::: Available data

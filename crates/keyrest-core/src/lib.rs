//! # keyrest core
//!
//! Core types shared by every keyrest crate:
//!
//! - [`RestError`] - Error type returned by business handlers, with status mapping
//! - [`RequestContext`] / [`RequestId`] - Per-request context handed to handlers
//! - [`Timestamp`] - Structured `{seconds, nanos}` timestamp
//! - [`messages`] - Key-directory request and response records
//! - [`KeyDirectory`] - The business-logic contract served over REST

#![doc(html_root_url = "https://docs.rs/keyrest-core/0.1.0")]
#![warn(missing_docs)]
#![forbid(unsafe_code)]

mod context;
mod error;
pub mod messages;
mod service;
mod timestamp;

pub use context::{RequestContext, RequestId};
pub use error::{ErrorCategory, ErrorDetail, ErrorEnvelope, RestError, RestResult};
pub use service::KeyDirectory;
pub use timestamp::{Timestamp, TimestampParseError};
//! Telemetry error types.

use thiserror::Error;

/// Why logging or metrics could not be set up.
#[derive(Debug, Error)]
pub enum TelemetryError {
    /// The log filter directive did not parse.
    #[error("bad log filter '{directive}': {reason}")]
    Filter {
        /// The rejected directive.
        directive: String,
        /// Parser message.
        reason: String,
    },

    /// The log format name is neither `json` nor `pretty`.
    #[error("unknown log format '{0}'")]
    UnknownFormat(String),

    /// A global subscriber or recorder is already in place.
    #[error("{subsystem} already initialized: {reason}")]
    AlreadyInstalled {
        /// `logging` or `metrics`.
        subsystem: &'static str,
        /// Underlying message.
        reason: String,
    },

    /// The scrape endpoint address did not parse.
    #[error("bad metrics address '{addr}'")]
    MetricsAddress {
        /// The rejected address.
        addr: String,
        /// Parse failure.
        #[source]
        source: std::net::AddrParseError,
    },

    /// The Prometheus exporter could not be built.
    #[error("cannot build Prometheus exporter: {0}")]
    Exporter(String),
}

#[cfg(test)]
mod tests {
    use super::*;

    #[test]
    fn test_messages() {
        let err = TelemetryError::UnknownFormat("xml".to_string());
        assert_eq!(err.to_string(), "unknown log format 'xml'");

        let err = TelemetryError::AlreadyInstalled {
            subsystem: "metrics",
            reason: "recorder set".to_string(),
        };
        assert_eq!(err.to_string(), "metrics already initialized: recorder set");

        let source = "nowhere".parse::<std::net::SocketAddr>().unwrap_err();
        let err = TelemetryError::MetricsAddress {
            addr: "nowhere".to_string(),
            source,
        };
        assert_eq!(err.to_string(), "bad metrics address 'nowhere'");
        assert!(std::error::Error::source(&err).is_some());
    }
}
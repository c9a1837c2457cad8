//! Request-to-record decoding.

use std::fmt;

use bytes::Bytes;
use http::Method;
use serde::de::DeserializeOwned;

use crate::path::{extract_decoded, path_segments};
use crate::rewrite::{rewrite_all, CREATION_TIME};
use crate::DecodeError;

/// Identifiers that records take from the URL path.
#[derive(Debug, Clone, Copy, PartialEq, Eq, Hash)]
pub enum PathField {
    /// The owning user.
    UserId,
    /// A key of that user.
    KeyId,
}

impl PathField {
    /// Record field name.
    #[must_use]
    pub const fn name(&self) -> &'static str {
        match self {
            Self::UserId => "user_id",
            Self::KeyId => "key_id",
        }
    }
}

impl fmt::Display for PathField {
    fn fmt(&self, f: &mut fmt::Formatter<'_>) -> fmt::Result {
        f.write_str(self.name())
    }
}

/// Where a route's identifiers live in its path.
///
/// `None` means the route does not carry that identifier.
#[derive(Debug, Clone, Copy, Default, PartialEq, Eq)]
pub struct PathBindings {
    /// Segment index of the user id.
    pub user_id: Option<usize>,
    /// Segment index of the key id.
    pub key_id: Option<usize>,
}

impl PathBindings {
    /// Binds nothing.
    #[must_use]
    pub const fn none() -> Self {
        Self {
            user_id: None,
            key_id: None,
        }
    }

    /// Binds only the user id.
    #[must_use]
    pub const fn user(user_id: usize) -> Self {
        Self {
            user_id: Some(user_id),
            key_id: None,
        }
    }

    /// Binds both the user id and the key id.
    #[must_use]
    pub const fn user_and_key(user_id: usize, key_id: usize) -> Self {
        Self {
            user_id: Some(user_id),
            key_id: Some(key_id),
        }
    }

    /// Builds bindings from signed indices, treating negatives as unbound.
    ///
    /// ```rust
    /// use keyrest_codec::PathBindings;
    ///
    /// assert_eq!(PathBindings::from_indices(2, -1), PathBindings::user(2));
    /// ```
    #[must_use]
    pub fn from_indices(user_id: isize, key_id: isize) -> Self {
        Self {
            user_id: usize::try_from(user_id).ok(),
            key_id: usize::try_from(key_id).ok(),
        }
    }

    /// Returns the segment index bound to `field`.
    #[must_use]
    pub const fn index_of(&self, field: PathField) -> Option<usize> {
        match field {
            PathField::UserId => self.user_id,
            PathField::KeyId => self.key_id,
        }
    }
}

/// The parts of an HTTP request that decoding looks at.
#[derive(Debug, Clone)]
pub struct RawRequest {
    /// Request method.
    pub method: Method,
    /// URL path, without the query string.
    pub path: String,
    /// Raw query string, without the leading `?`.
    pub query: Option<String>,
    /// Raw body.
    pub body: Bytes,
}

impl RawRequest {
    /// Creates a raw request.
    #[must_use]
    pub fn new(
        method: Method,
        path: impl Into<String>,
        query: Option<&str>,
        body: impl Into<Bytes>,
    ) -> Self {
        Self {
            method,
            path: path.into(),
            query: query.map(str::to_string),
            body: body.into(),
        }
    }
}

impl From<http::Request<Bytes>> for RawRequest {
    fn from(request: http::Request<Bytes>) -> Self {
        let (parts, body) = request.into_parts();
        Self {
            method: parts.method,
            path: parts.uri.path().to_string(),
            query: parts.uri.query().map(str::to_string),
            body,
        }
    }
}

/// A record that can be decoded from a [`RawRequest`].
///
/// Implementations declare which identifiers they take from the path and
/// which body keywords carry RFC 3339 timestamps. Decoding starts from
/// `Self::default()`, so fields absent everywhere keep their zero value.
pub trait Decodable: DeserializeOwned + Default + Send + 'static {
    /// Operation name used in logs and metrics.
    const OPERATION: &'static str;

    /// Identifiers that must be bound from the path.
    const PATH_FIELDS: &'static [PathField] = &[];

    /// Body keywords whose quoted values are rewritten as timestamps.
    const TIMESTAMP_FIELDS: &'static [&'static str] = &[CREATION_TIME];

    /// Stores a path-bound identifier. Only called for fields listed in
    /// [`Self::PATH_FIELDS`].
    fn bind_path_field(&mut self, field: PathField, value: String);

    /// Applies query parameters. The default ignores them.
    ///
    /// # Errors
    ///
    /// Returns a [`DecodeError`] if the query string is malformed.
    fn bind_query(&mut self, _query: &str) -> Result<(), DecodeError> {
        Ok(())
    }
}

/// Decodes `request` into `T`.
///
/// Path identifiers are bound after the body is decoded, so a value in the
/// path always wins over the same field in the body.
///
/// # Errors
///
/// Any [`DecodeError`]; on error no partially decoded record escapes.
pub fn decode<T: Decodable>(request: &RawRequest, bindings: &PathBindings) -> Result<T, DecodeError> {
    let segments = path_segments(&request.path);
    let mut path_values = Vec::with_capacity(T::PATH_FIELDS.len());
    for &field in T::PATH_FIELDS {
        let index = bindings
            .index_of(field)
            .ok_or(DecodeError::UnboundPathField { field })?;
        let signed = isize::try_from(index).unwrap_or(isize::MAX);
        let value = extract_decoded(&segments, signed)
            .map_err(|source| DecodeError::PathBinding { field, source })?;
        path_values.push((field, value.into_owned()));
    }

    let body = rewrite_all(&request.body, T::TIMESTAMP_FIELDS)?;
    let mut record: T = if body.iter().all(u8::is_ascii_whitespace) {
        T::default()
    } else {
        serde_json::from_slice(&body)?
    };

    for (field, value) in path_values {
        record.bind_path_field(field, value);
    }

    if let Some(query) = request.query.as_deref().filter(|q| !q.is_empty()) {
        record.bind_query(query)?;
    }

    tracing::trace!(operation = T::OPERATION, "request decoded");
    Ok(record)
}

::::::

### [Brief]
Show all lines in the entries above where the string "Returns" appears.

### [Worked solution]
    /// Returns the segment index bound to `field`.
    /// Returns a [`DecodeError`] if the query string is malformed.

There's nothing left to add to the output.